Hu Fei, Yan Hua-Juan, Gao Cun-Xiu, Sun Wei-Wen, Long Yue-Sheng
Key Laboratory of Neurogenetics and Channelopathies of Guangdong Province and the Ministry of Education of China, Institute of Neuroscience and the Second Affiliated Hospital of Guangzhou Medical University, Guangzhou, China.
Neuroendocrinology. 2023;113(1):80-91. doi: 10.1159/000526752. Epub 2022 Aug 26.
Fat mass and obesity-associated (FTO) gene is strongly associated with obesity which brings a major health threat. Altered expression of its encoded protein FTO in the hypothalamus has been identified to contribute to central control of appetite and body weight. However, its molecular mechanisms remain elusive.
Mouse hypothalamic POMC cell line N43/5 was treated with FTO inhibitor rhein, FTO shRNA, or extracellular signal-regulated kinase 1/2 (ERK1/2) inhibitor U0126 to inhibit FTO or ERK1/2. Rhein and U0126 were injected into lateral ventricle of the mice by intracerebroventricular cannulation. Western blotting and immunofluorescent assays were performed to monitor protein level.

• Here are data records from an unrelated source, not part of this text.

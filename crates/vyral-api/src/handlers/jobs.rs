//! Operation handler shared by every job route.

use axum::body::Bytes;
use axum::http::StatusCode;
use axum::response::{IntoResponse, Response};
use axum::Json;
use serde_json::Value;
use tracing::debug;
use vyral_models::{JobRequest, Operation};
use vyral_orchestrator::CancellationToken;

use crate::catalog::required_fields;
use crate::error::{ApiError, ApiResult};
use crate::security::validate_webhook_url;
use crate::state::AppState;

/// Validate the body, run the job and answer with its outcome.
///
/// Completed jobs answer 200 and failed jobs 500, both with the same body
/// the webhook receives. Dropping the request (client disconnect) cancels
/// any in-flight polling.
pub async fn run_job(state: AppState, operation: Operation, body: Bytes) -> ApiResult<Response> {
    let request = parse_request(&state, operation, &body)?;
    let descriptor = state
        .catalog
        .get(operation)
        .cloned()
        .ok_or(ApiError::NotFound)?;

    // The run is detached so that a dropped request cancels it instead of
    // discarding it; the cancelled run still reports to the webhook.
    let cancel = CancellationToken::new();
    let _cancel_on_drop = cancel.clone().drop_guard();

    let orchestrator = state.orchestrator.clone();
    let run = tokio::spawn(async move { orchestrator.run(&request, &descriptor, cancel).await })
        .await
        .map_err(|e| ApiError::internal(format!("Job task failed: {e}")))?;
    // Delivery continues in the background
    drop(run.delivery);

    let status = if run.outcome.is_completed() {
        StatusCode::OK
    } else {
        StatusCode::INTERNAL_SERVER_ERROR
    };
    Ok((status, Json(run.outcome)).into_response())
}

fn parse_request(state: &AppState, operation: Operation, body: &[u8]) -> ApiResult<JobRequest> {
    let body: Value = if body.iter().all(u8::is_ascii_whitespace) {
        Value::Null
    } else {
        serde_json::from_slice(body).map_err(|e| {
            debug!(operation = %operation, error = %e, "Rejected malformed JSON body");
            ApiError::invalid_request("Invalid JSON body")
        })?
    };

    let request = JobRequest::from_body(operation, body).map_err(ApiError::invalid_request)?;

    let required = required_fields(operation);
    if !request.missing_fields(required).is_empty() {
        return Err(ApiError::missing_fields(required));
    }

    if let Some(url) = &request.webhook_url {
        validate_webhook_url(url, state.config.allow_private_webhooks)
            .into_result()
            .map_err(ApiError::invalid_request)?;
    }

    Ok(request)
}
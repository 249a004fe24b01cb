//! Provider configuration.

use std::time::Duration;

/// Default chat model fallback order.
pub const DEFAULT_TEXT_MODELS: [&str; 3] = [
    "openai/gpt-4",
    "anthropic/claude-3.5-sonnet",
    "openai/gpt-3.5-turbo",
];

/// Default model used for frame analysis.
pub const DEFAULT_VISION_MODEL: &str = "openai/gpt-4-vision-preview";

/// Credentials, endpoints and model lists for every external provider.
#[derive(Debug, Clone)]
pub struct ProviderConfig {
    /// OpenRouter API key
    pub openrouter_api_key: Option<String>,
    /// OpenRouter API base (without `/chat/completions`)
    pub openrouter_base_url: String,
    /// Value sent as `HTTP-Referer` on chat requests
    pub referer: String,
    /// Sent as `X-OpenAI-Organization` when set
    pub openai_org_id: Option<String>,
    /// Chat models tried in order
    pub text_models: Vec<String>,
    /// Model used for frame analysis
    pub vision_model: String,
    /// AssemblyAI API key
    pub assemblyai_api_key: Option<String>,
    pub assemblyai_base_url: String,
    /// Shotstack API key
    pub shotstack_api_key: Option<String>,
    /// Shotstack API base, including the stage (`.../stage` or `.../v1`)
    pub shotstack_base_url: String,
    /// Per-request timeout for outbound provider calls
    pub request_timeout: Duration,
}

impl Default for ProviderConfig {
    fn default() -> Self {
        Self {
            openrouter_api_key: None,
            openrouter_base_url: "https://openrouter.ai/api/v1".to_string(),
            referer: "https://vyral.vercel.app".to_string(),
            openai_org_id: None,
            text_models: DEFAULT_TEXT_MODELS.iter().map(|m| m.to_string()).collect(),
            vision_model: DEFAULT_VISION_MODEL.to_string(),
            assemblyai_api_key: None,
            assemblyai_base_url: "https://api.assemblyai.com".to_string(),
            shotstack_api_key: None,
            shotstack_base_url: "https://api.shotstack.io/stage".to_string(),
            request_timeout: Duration::from_secs(120),
        }
    }
}

impl ProviderConfig {
    /// Create config from environment variables.
    pub fn from_env() -> Self {
        let defaults = Self::default();

        Self {
            openrouter_api_key: non_empty_var("OPENROUTER_KEY"),
            openrouter_base_url: non_empty_var("OPENROUTER_BASE_URL")
                .unwrap_or(defaults.openrouter_base_url),
            referer: non_empty_var("OPENROUTER_REFERER").unwrap_or(defaults.referer),
            openai_org_id: non_empty_var("OPENAI_ORG_ID"),
            text_models: non_empty_var("TEXT_MODELS")
                .map(|s| parse_list(&s))
                .filter(|models| !models.is_empty())
                .unwrap_or(defaults.text_models),
            vision_model: non_empty_var("VISION_MODEL").unwrap_or(defaults.vision_model),
            assemblyai_api_key: non_empty_var("ASSEMBLYAI_KEY"),
            assemblyai_base_url: non_empty_var("ASSEMBLYAI_BASE_URL")
                .unwrap_or(defaults.assemblyai_base_url),
            shotstack_api_key: non_empty_var("SHOTSTACK_KEY"),
            shotstack_base_url: non_empty_var("SHOTSTACK_BASE_URL")
                .unwrap_or(defaults.shotstack_base_url),
            request_timeout: Duration::from_secs(
                std::env::var("PROVIDER_TIMEOUT_SECS")
                    .ok()
                    .and_then(|s| s.parse().ok())
                    .unwrap_or(120),
            ),
        }
    }
}

fn non_empty_var(name: &str) -> Option<String> {
    std::env::var(name).ok().filter(|s| !s.trim().is_empty())
}

fn parse_list(raw: &str) -> Vec<String> {
    raw.split(',')
        .map(str::trim)
        .filter(|s| !s.is_empty())
        .map(str::to_string)
        .collect()
}
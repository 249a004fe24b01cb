//! Axum HTTP server for the Vyral job operations.
//!
//! This crate provides:
//! - One authenticated POST route per operation
//! - Request validation (required fields, webhook URL policy)
//! - The operation catalogue wiring providers into orchestrator descriptors
//! - Rate limiting, security headers and Prometheus metrics

pub mod catalog;
pub mod composite;
pub mod config;
pub mod error;
pub mod handlers;
pub mod metrics;
pub mod middleware;
pub mod routes;
pub mod security;
pub mod state;

pub use catalog::OperationCatalog;
pub use config::ApiConfig;
pub use error::{ApiError, ApiResult};
pub use routes::create_router;
pub use state::AppState;
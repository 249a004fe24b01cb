//! Cache key fingerprints.
//!
//! A fingerprint is derived from `{operation}:{sub_operation}:{params}` where
//! `params` is serialized canonically (object keys sorted at every depth), so
//! two parameter bags that are equal as mappings always produce the same key.
//! The string is reduced with a 32-bit multiplicative string hash and
//! rendered in base 36. It is not collision resistant and is not meant to be.

use serde_json::{Map, Value};

const BASE36_DIGITS: &[u8; 36] = b"0123456789abcdefghijklmnopqrstuvwxyz";

/// Compute the cache fingerprint for an operation and its parameters.
pub fn fingerprint(operation: &str, sub_operation: &str, params: &Map<String, Value>) -> String {
    let canonical = canonical_object(params);
    let key = format!("{}:{}:{}", operation, sub_operation, canonical);
    string_hash(&key)
}

/// Serialize a JSON value with sorted object keys and no whitespace.
pub fn canonical_json(value: &Value) -> String {
    match value {
        Value::Null => "null".to_string(),
        Value::Bool(b) => b.to_string(),
        Value::Number(n) => n.to_string(),
        Value::String(s) => Value::String(s.clone()).to_string(),
        Value::Array(items) => {
            let items: Vec<String> = items.iter().map(canonical_json).collect();
            format!("[{}]", items.join(","))
        }
        Value::Object(map) => canonical_object(map),
    }
}

fn canonical_object(map: &Map<String, Value>) -> String {
    let mut entries: Vec<(&String, &Value)> = map.iter().collect();
    entries.sort_by(|a, b| a.0.cmp(b.0));

    let items: Vec<String> = entries
        .into_iter()
        .map(|(k, v)| format!("{}:{}", Value::String(k.clone()), canonical_json(v)))
        .collect();
    format!("{{{}}}", items.join(","))
}

/// `h = h * 31 + c` over UTF-16 code units, wrapping at 32 bits.
fn string_hash(input: &str) -> String {
    let mut hash: i32 = 0;
    for unit in input.encode_utf16() {
        hash = hash
            .wrapping_shl(5)
            .wrapping_sub(hash)
            .wrapping_add(i32::from(unit));
    }
    to_base36(u64::from(hash.unsigned_abs()))
}

fn to_base36(mut n: u64) -> String {
    if n == 0 {
        return "0".to_string();
    }

    let mut digits = Vec::new();
    while n > 0 {
        digits.push(BASE36_DIGITS[(n % 36) as usize]);
        n /= 36;
    }
    digits.reverse();
    String::from_utf8(digits).unwrap_or_default()
}
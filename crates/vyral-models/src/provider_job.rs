//! Provider-side long-running jobs.
//!
//! These types describe jobs accepted by an external provider (for example
//! a transcription or render service) that must be polled until they reach
//! a terminal state.

use schemars::JsonSchema;
use serde::{Deserialize, Serialize};
use serde_json::Value;

/// Handle returned by a provider when it accepts a submission.
#[derive(Debug, Clone, PartialEq, Eq, Serialize, Deserialize, JsonSchema)]
pub struct JobHandle {
    /// Identifier of the candidate that accepted the job
    pub provider: String,
    /// Provider-assigned job id
    pub id: String,
}

impl JobHandle {
    pub fn new(provider: impl Into<String>, id: impl Into<String>) -> Self {
        Self {
            provider: provider.into(),
            id: id.into(),
        }
    }
}

/// Provider job status, normalised across providers.
#[derive(Debug, Clone, Copy, PartialEq, Eq, Hash, Serialize, Deserialize, JsonSchema, Default)]
#[serde(rename_all = "snake_case")]
pub enum AsyncJobStatus {
    #[default]
    Pending,
    Running,
    Done,
    Failed,
}

impl AsyncJobStatus {
    pub fn as_str(&self) -> &'static str {
        match self {
            AsyncJobStatus::Pending => "pending",
            AsyncJobStatus::Running => "running",
            AsyncJobStatus::Done => "done",
            AsyncJobStatus::Failed => "failed",
        }
    }

    /// Check if this is a terminal state (no more polling needed).
    pub fn is_terminal(&self) -> bool {
        matches!(self, AsyncJobStatus::Done | AsyncJobStatus::Failed)
    }
}

impl std::fmt::Display for AsyncJobStatus {
    fn fmt(&self, f: &mut std::fmt::Formatter<'_>) -> std::fmt::Result {
        write!(f, "{}", self.as_str())
    }
}

/// One status observation of a provider job.
#[derive(Debug, Clone, PartialEq, Serialize, Deserialize, JsonSchema, Default)]
pub struct AsyncJobSnapshot {
    pub status: AsyncJobStatus,
    /// Result payload, present once `Done`
    #[serde(default, skip_serializing_if = "Option::is_none")]
    pub result: Option<Value>,
    /// Provider error detail, present once `Failed`
    #[serde(default, skip_serializing_if = "Option::is_none")]
    pub error: Option<String>,
}

impl AsyncJobSnapshot {
    pub fn pending() -> Self {
        Self::default()
    }

    pub fn running() -> Self {
        Self {
            status: AsyncJobStatus::Running,
            ..Default::default()
        }
    }

    pub fn done(result: Value) -> Self {
        Self {
            status: AsyncJobStatus::Done,
            result: Some(result),
            error: None,
        }
    }

    pub fn failed(error: impl Into<String>) -> Self {
        Self {
            status: AsyncJobStatus::Failed,
            result: None,
            error: Some(error.into()),
        }
    }
}
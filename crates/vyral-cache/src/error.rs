//! Cache error types.

use thiserror::Error;

pub type CacheResult<T> = Result<T, CacheError>;

#[derive(Debug, Error)]
pub enum CacheError {
    #[error("Connection failed: {0}")]
    ConnectionFailed(String),

    #[error("Serialization error: {0}")]
    Serialization(String),

    #[error("Redis error: {0}")]
    Redis(#[from] redis::RedisError),

    #[error("JSON error: {0}")]
    Json(#[from] serde_json::Error),
}

impl CacheError {
    pub fn connection_failed(msg: impl Into<String>) -> Self {
        Self::ConnectionFailed(msg.into())
    }

    pub fn serialization(msg: impl Into<String>) -> Self {
        Self::Serialization(msg.into())
    }
}
//! Request handlers.

pub mod health;
pub mod jobs;

pub use health::*;
pub use jobs::*;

This study identified that inhibition of FTO in N43/5 cells led to phosphorylation of signal transducer and activator of transcription 3 (STAT3) at S727 site and induced p-STAT3-S727 nuclear translocation. We further showed that FTO inhibition promoted phosphorylation of ERK1/2; specific inhibition of ERK1/2 signaling by U0126 could abolish the effect of FTO inhibition on STAT3-S727 phosphorylation and nuclear translocation. Furthermore, we found that inhibition of hypothalamic FTO promoted STAT3-S727 phosphorylation in the hypothalamic arcuate nucleus, and the mice showed reductions in food intake and body weight. In addition, inhibition of hypothalamic ERK1/2 could abolish the effects of FTO inhibition on STAT3-S727 phosphorylation, reductions of food intake and body weight.
Our in vitro and in vivo data suggest that the inhibition of hypothalamic FTO could activate STAT3 through ERK1/2, which is potentially associated with reductions in food intake and body weight.
脂肪量和肥胖相关(FTO)基因与肥胖密切相关,肥胖对健康构成重大威胁。已确定其编码蛋白FTO在下丘脑中的表达改变有助于对食欲和体重的中枢控制。然而,其分子机制仍不清楚。
用FTO抑制剂大黄酸、FTO短发夹RNA(shRNA)或细胞外信号调节激酶1/2(ERK1/2)抑制剂U0126处理小鼠下丘脑促黑素细胞皮质激素(POMC)细胞系N43/5,以抑制FTO或ERK1/2。通过脑室内插管将大黄酸和U0126注入小鼠侧脑室。进行蛋白质印迹和免疫荧光分析以监测蛋白质水平。
本研究发现,抑制N43/5细胞中的FTO会导致信号转导子和转录激活子3(STAT3)在S727位点磷酸化,并诱导p-STAT3-S727核转位。我们进一步表明,抑制FTO可促进ERK1/2磷酸化;U0126对ERK1/2信号的特异性抑制可消除FTO抑制对STAT3-S727磷酸化和核转位的影响。此外,我们发现抑制下丘脑FTO可促进下丘脑弓状核中STAT3-S727磷酸化,且小鼠的食物摄入量和体重降低。此外,抑制下丘脑ERK1/2可消除FTO抑制对STAT3-S727磷酸化、食物摄入量和体重降低的影响。
我们的体外和体内数据表明,抑制下丘脑FTO可通过ERK1/2激活STAT3,这可能与食物摄入量和体重降低有关。